都说圣上天恩莫测,雷霆雨露均在一念间。果然如此。
崇祯犹豫着:
你——不后悔吗?
后悔什么?
你说呢?
刘懋想了想,事到如此,还有什么好后悔的。他摇了摇头,表示一切无悔。
崇祯果断道:
那你就去做个兵科给事中吧,专管驿站整顿之事。从此以后,你就在刀尖浪口上了。凡兵部所发的驿站通行证,必须要经过你的挂号才有效;而各抚按官进京时所使用过的驿站通行证,也要到你这里来核销。驿站整顿之成败,全看你的所作所为了。
从刑科给事中转到兵科给事中,官未升半级,麻烦却多了N倍。
刘懋知道,从此他的人生将危机四伏。
这个万历四十一年的陕西临潼进士,还真不是个投机邀宠之人。他只想切切实实地为朝廷做点事。
几天之后,刘懋就上了一份驿站积弊的调查报告。报告称:当今天下州县困于驿站的约十之七八,而驿站用于公务的仅十分之二,用于私事的占十分之八;驿站的苦累,来源于往来过客的占十分之四,来源于本省衙门的占十分之六;驿递事项出于各省抚按衙门的占十分之三,出于中央各衙门的占十分之七……

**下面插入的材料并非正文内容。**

use thiserror::Error;

use crate::SchemaError;

/// Errors that can occur while reading or writing durable records
#[derive(Debug, Clone, PartialEq, Eq, Error)]
pub enum PersistenceError {
    /// A stored record cannot be parsed
    #[error("Stored record {id} is corrupt: {reason}")]
    Corrupt {
        id: String,
        reason: String,
    },

    /// A stored record parses but does not describe a valid entity
    #[error("Stored record {id} is invalid: {reason}")]
    Invalid {
        id: String,
        reason: String,
    },

    /// The backing store failed
    #[error("Store operation on key {key} failed: {reason}")]
    Store {
        key: String,
        reason: String,
    },

    /// A record could not be serialized
    #[error("Record {id} could not be encoded: {reason}")]
    Encode {
        id: String,
        reason: String,
    },

    /// A record to persist carries no id
    #[error("Cannot persist a record without an id: {record}")]
    MissingId {
        record: String,
    },

    /// A singleton could not be synthesized during recovery
    #[error("Schema error during recovery: {0}")]
    Schema(#[from] SchemaError),
}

崇祯看了刘懋这份调查报告之后,把内阁的几个辅臣叫到一块,想听听他们的意见。
在心里,崇祯对这几个辅臣是大不以为然的。他们凡事拘泥成法,成事不足,败事有余。但是驿站整顿之事如果绕过他们,单由刘懋这个小小的兵科给事中来办,那在下面遇到的阻力就可想而知了。
因此,崇祯又不得不事事依靠他们。
人生有的时候就是这样,要把一些事情放在一些不靠谱的人身上,而所有的成败得由自己来扛。
仅此而已。
人生仅此而已。
即便你贵为帝王,即便你人脉宽广,概莫能外。
韩爌等辅臣看刘懋的调查报告看得很认真。
但是世界上的事情往往表里不一。
越认真,越可疑。
因为一个人认真的只是其外在姿态。如果将姿态过于强化的话,那他内心必定在掩饰什么。
不错,韩爌正在掩饰内心的恼怒。
这个刘懋,给事中也当了十多年了,怎么就不知道朝廷的深浅呢?
什么东西不好碰,偏偏要去碰这个驿站?
皇上青春年少,做事容易冲动,咱们这些做臣子的,得替他把着点,千万不可火上浇油啊。
但是,这调查报告也真是触目惊心,百官们腐败起来也真是不要脸——怎么办?怎么办?裁驿,百官们要内讧;不裁驿,皇上要骂娘——这辅臣,还真不是人当的。韩爌抬头看一眼刘懋,他却是一脸激情燃烧的岁月。韩爌在心里狠狠打了刘懋九九八十一个耳光:都死到临头了,还这么激昂?
怎么样,各位都表个态吧。这裁驿可是件大事啊!
崇祯毕竟年轻,熬不住了。他琢磨着韩爌等辅臣看了刘懋的调查报告后心里肯定不痛快,不能给他们太多时间来考虑。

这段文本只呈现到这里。